WORK REQUEST: Nothing belongs in the answer except the lines of the material that include "println".

THE INPUT:

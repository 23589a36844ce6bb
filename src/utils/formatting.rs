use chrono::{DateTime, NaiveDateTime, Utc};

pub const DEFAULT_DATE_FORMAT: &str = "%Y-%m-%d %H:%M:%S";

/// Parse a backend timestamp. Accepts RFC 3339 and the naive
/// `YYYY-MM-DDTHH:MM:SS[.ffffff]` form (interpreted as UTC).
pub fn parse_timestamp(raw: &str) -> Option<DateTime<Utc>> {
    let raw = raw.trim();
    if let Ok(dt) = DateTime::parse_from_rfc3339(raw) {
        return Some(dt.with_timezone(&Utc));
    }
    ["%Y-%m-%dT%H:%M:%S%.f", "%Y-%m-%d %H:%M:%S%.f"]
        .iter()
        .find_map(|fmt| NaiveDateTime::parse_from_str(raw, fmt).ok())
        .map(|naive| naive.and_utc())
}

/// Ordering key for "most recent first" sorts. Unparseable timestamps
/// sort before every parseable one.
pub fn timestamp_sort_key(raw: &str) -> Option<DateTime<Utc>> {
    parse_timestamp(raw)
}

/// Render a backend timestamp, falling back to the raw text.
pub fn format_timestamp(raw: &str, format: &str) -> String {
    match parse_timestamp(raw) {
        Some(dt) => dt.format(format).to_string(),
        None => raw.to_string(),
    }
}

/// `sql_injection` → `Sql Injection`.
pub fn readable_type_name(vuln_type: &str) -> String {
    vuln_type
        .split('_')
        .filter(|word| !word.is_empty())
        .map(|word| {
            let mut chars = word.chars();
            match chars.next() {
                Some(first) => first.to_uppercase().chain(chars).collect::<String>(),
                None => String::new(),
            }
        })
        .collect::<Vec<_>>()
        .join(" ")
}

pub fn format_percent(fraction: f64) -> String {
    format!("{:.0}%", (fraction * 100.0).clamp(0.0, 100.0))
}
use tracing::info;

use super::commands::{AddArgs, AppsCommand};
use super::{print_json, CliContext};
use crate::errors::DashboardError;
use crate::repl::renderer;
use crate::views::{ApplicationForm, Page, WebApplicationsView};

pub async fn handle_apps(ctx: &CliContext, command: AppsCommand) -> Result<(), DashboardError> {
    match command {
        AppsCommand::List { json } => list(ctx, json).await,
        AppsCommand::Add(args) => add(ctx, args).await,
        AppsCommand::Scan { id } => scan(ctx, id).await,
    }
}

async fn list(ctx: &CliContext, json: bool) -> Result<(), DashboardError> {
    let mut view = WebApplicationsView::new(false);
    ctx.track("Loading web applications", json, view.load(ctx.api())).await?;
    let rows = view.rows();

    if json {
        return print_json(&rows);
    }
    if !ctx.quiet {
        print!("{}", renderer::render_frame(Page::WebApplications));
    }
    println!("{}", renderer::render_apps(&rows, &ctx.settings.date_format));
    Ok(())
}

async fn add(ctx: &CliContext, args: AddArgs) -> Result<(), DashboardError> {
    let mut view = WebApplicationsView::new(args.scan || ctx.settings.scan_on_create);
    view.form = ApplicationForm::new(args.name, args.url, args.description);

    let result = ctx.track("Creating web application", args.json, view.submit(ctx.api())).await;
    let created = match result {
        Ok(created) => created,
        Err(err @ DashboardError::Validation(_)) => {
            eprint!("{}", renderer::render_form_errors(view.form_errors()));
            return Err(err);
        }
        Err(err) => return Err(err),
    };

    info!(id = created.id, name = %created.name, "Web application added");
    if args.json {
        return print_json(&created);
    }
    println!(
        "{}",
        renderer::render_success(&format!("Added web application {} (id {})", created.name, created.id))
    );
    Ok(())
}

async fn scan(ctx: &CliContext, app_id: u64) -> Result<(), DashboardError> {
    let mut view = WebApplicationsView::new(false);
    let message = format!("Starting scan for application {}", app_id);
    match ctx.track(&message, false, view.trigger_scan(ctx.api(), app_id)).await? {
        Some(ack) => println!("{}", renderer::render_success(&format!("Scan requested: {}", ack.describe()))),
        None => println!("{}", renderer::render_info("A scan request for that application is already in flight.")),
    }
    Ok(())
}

SOLUTION TO THE PROBLEM:
    println!("{}", renderer::render_apps(&rows, &ctx.settings.date_format));
    println!(
        Some(ack) => println!("{}", renderer::render_success(&format!("Scan requested: {}", ack.describe()))),
        None => println!("{}", renderer::render_info("A scan request for that application is already in flight.")),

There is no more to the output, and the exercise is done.